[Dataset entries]

#####

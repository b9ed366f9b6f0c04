use clap::Parser;
use smart_nearby::adapters::geolocation::DEFAULT_GEOLOCATION_TIMEOUT;
use smart_nearby::adapters::{DeviceLocator, FixedPosition, IpGeolocation, Unavailable};
use smart_nearby::domain::ports::ConfigProvider;
use smart_nearby::utils::error::ErrorSeverity;
use smart_nearby::utils::{logger, validation::Validate};
use smart_nearby::view::theme;
use smart_nearby::{
    CliArgs, GooglePlacesClient, HeadlessMap, NearbyApp, NearbyError, OutputFormat, SearchOutcome,
    SearchSettings,
};

fn locator_for<C: ConfigProvider>(
    args: &CliArgs,
    config: &C,
) -> Result<DeviceLocator, NearbyError> {
    let locator = if let Some(position) = args.device_position() {
        DeviceLocator::Fixed(FixedPosition(position))
    } else if let Some(endpoint) = config.geolocation_endpoint() {
        let timeout = config
            .request_timeout()
            .unwrap_or(DEFAULT_GEOLOCATION_TIMEOUT);
        DeviceLocator::Ip(IpGeolocation::with_timeout(endpoint, timeout)?)
    } else {
        DeviceLocator::Unavailable(Unavailable)
    };
    Ok(locator)
}

async fn run(args: &CliArgs) -> Result<(), NearbyError> {
    let settings = args.load_settings()?;
    settings.validate()?;
    tracing::debug!(
        "Places endpoint: {}, radius: {}m, ordering: {:?}",
        settings.api_endpoint(),
        settings.search_radius(),
        settings.response_ordering()
    );

    let places = GooglePlacesClient::from_config(&settings)?;
    let map_options = theme::map_options(
        settings.default_location(),
        settings.zoom,
        &settings.container_id,
    );
    let app = NearbyApp::new(
        places,
        HeadlessMap::new(),
        locator_for(args, &settings)?,
        map_options,
        SearchSettings::from_config(&settings),
    );

    app.start().await;

    if let Some(mood) = args.mood {
        match app.select_mood(mood).await {
            SearchOutcome::Committed { count } => {
                tracing::info!("✅ {} places found for {}", count, mood)
            }
            SearchOutcome::Failed { status } => {
                tracing::info!("No results for {} (status {})", mood, status)
            }
            SearchOutcome::Unreachable { message } => {
                tracing::info!("No results for {} ({})", mood, message)
            }
            SearchOutcome::Superseded => {}
        }
    }

    let page = app.page().await;
    let rendered = match args.format {
        OutputFormat::Text => page.to_text(),
        OutputFormat::Html => page.to_html()?,
        OutputFormat::Json => serde_json::to_string_pretty(&page)?,
    };

    match &args.output {
        Some(path) => {
            tokio::fs::write(path, rendered).await?;
            tracing::info!("📁 Page written to: {}", path.display());
        }
        None => println!("{}", rendered),
    }

    Ok(())
}

#[tokio::main]
async fn main() {
    let args = CliArgs::parse();

    if args.log_json {
        logger::init_json_logger();
    } else {
        logger::init_cli_logger(args.verbose);
    }

    tracing::info!("Starting smart-nearby");

    if let Err(e) = run(&args).await {
        tracing::error!(
            "❌ smart-nearby failed: {} (Category: {:?}, Severity: {:?})",
            e,
            e.category(),
            e.severity()
        );
        tracing::error!("💡 Recovery suggestion: {}", e.recovery_suggestion());

        eprintln!("❌ {}", e.user_friendly_message());
        eprintln!("💡 Suggestion: {}", e.recovery_suggestion());

        let exit_code = match e.severity() {
            ErrorSeverity::Low => 0,
            ErrorSeverity::Medium => 2,
            ErrorSeverity::High => 1,
            ErrorSeverity::Critical => 3,
        };
        if exit_code > 0 {
            std::process::exit(exit_code);
        }
    }
}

#####

TASK ITEM: All of the records need to be returned exactly as they are.

REPLY TO THE TASK:
repository b9ed366f9b6f0c04
use clap::Parser;
use smart_nearby::adapters::geolocation::DEFAULT_GEOLOCATION_TIMEOUT;
use smart_nearby::adapters::{DeviceLocator, FixedPosition, IpGeolocation, Unavailable};
use smart_nearby::domain::ports::ConfigProvider;
use smart_nearby::utils::error::ErrorSeverity;
use smart_nearby::utils::{logger, validation::Validate};
use smart_nearby::view::theme;
use smart_nearby::{
    CliArgs, GooglePlacesClient, HeadlessMap, NearbyApp, NearbyError, OutputFormat, SearchOutcome,
    SearchSettings,
};

fn locator_for<C: ConfigProvider>(
    args: &CliArgs,
    config: &C,
) -> Result<DeviceLocator, NearbyError> {
    let locator = if let Some(position) = args.device_position() {
        DeviceLocator::Fixed(FixedPosition(position))
    } else if let Some(endpoint) = config.geolocation_endpoint() {
        let timeout = config
            .request_timeout()
            .unwrap_or(DEFAULT_GEOLOCATION_TIMEOUT);
        DeviceLocator::Ip(IpGeolocation::with_timeout(endpoint, timeout)?)
    } else {
        DeviceLocator::Unavailable(Unavailable)
    };
    Ok(locator)
}

async fn run(args: &CliArgs) -> Result<(), NearbyError> {
    let settings = args.load_settings()?;
    settings.validate()?;
    tracing::debug!(
        "Places endpoint: {}, radius: {}m, ordering: {:?}",
        settings.api_endpoint(),
        settings.search_radius(),
        settings.response_ordering()
    );

    let places = GooglePlacesClient::from_config(&settings)?;
    let map_options = theme::map_options(
        settings.default_location(),
        settings.zoom,
        &settings.container_id,
    );
    let app = NearbyApp::new(
        places,
        HeadlessMap::new(),
        locator_for(args, &settings)?,
        map_options,
        SearchSettings::from_config(&settings),
    );

    app.start().await;

    if let Some(mood) = args.mood {
        match app.select_mood(mood).await {
            SearchOutcome::Committed { count } => {
                tracing::info!("✅ {} places found for {}", count, mood)
            }
            SearchOutcome::Failed { status } => {
                tracing::info!("No results for {} (status {})", mood, status)
            }
            SearchOutcome::Unreachable { message } => {
                tracing::info!("No results for {} ({})", mood, message)
            }
            SearchOutcome::Superseded => {}
        }
    }

    let page = app.page().await;
    let rendered = match args.format {
        OutputFormat::Text => page.to_text(),
        OutputFormat::Html => page.to_html()?,
        OutputFormat::Json => serde_json::to_string_pretty(&page)?,
    };

    match &args.output {
        Some(path) => {
            tokio::fs::write(path, rendered).await?;
            tracing::info!("📁 Page written to: {}", path.display());
        }
        None => println!("{}", rendered),
    }

    Ok(())
}

#[tokio::main]
async fn main() {
    let args = CliArgs::parse();

    if args.log_json {
        logger::init_json_logger();
    } else {
        logger::init_cli_logger(args.verbose);
    }

    tracing::info!("Starting smart-nearby");

    if let Err(e) = run(&args).await {
        tracing::error!(
            "❌ smart-nearby failed: {} (Category: {:?}, Severity: {:?})",
            e,
            e.category(),
            e.severity()
        );
        tracing::error!("💡 Recovery suggestion: {}", e.recovery_suggestion());

        eprintln!("❌ {}", e.user_friendly_message());
        eprintln!("💡 Suggestion: {}", e.recovery_suggestion());

        let exit_code = match e.severity() {
            ErrorSeverity::Low => 0,
            ErrorSeverity::Medium => 2,
            ErrorSeverity::High => 1,
            ErrorSeverity::Critical => 3,
        };
        if exit_code > 0 {
            std::process::exit(exit_code);
        }
    }
}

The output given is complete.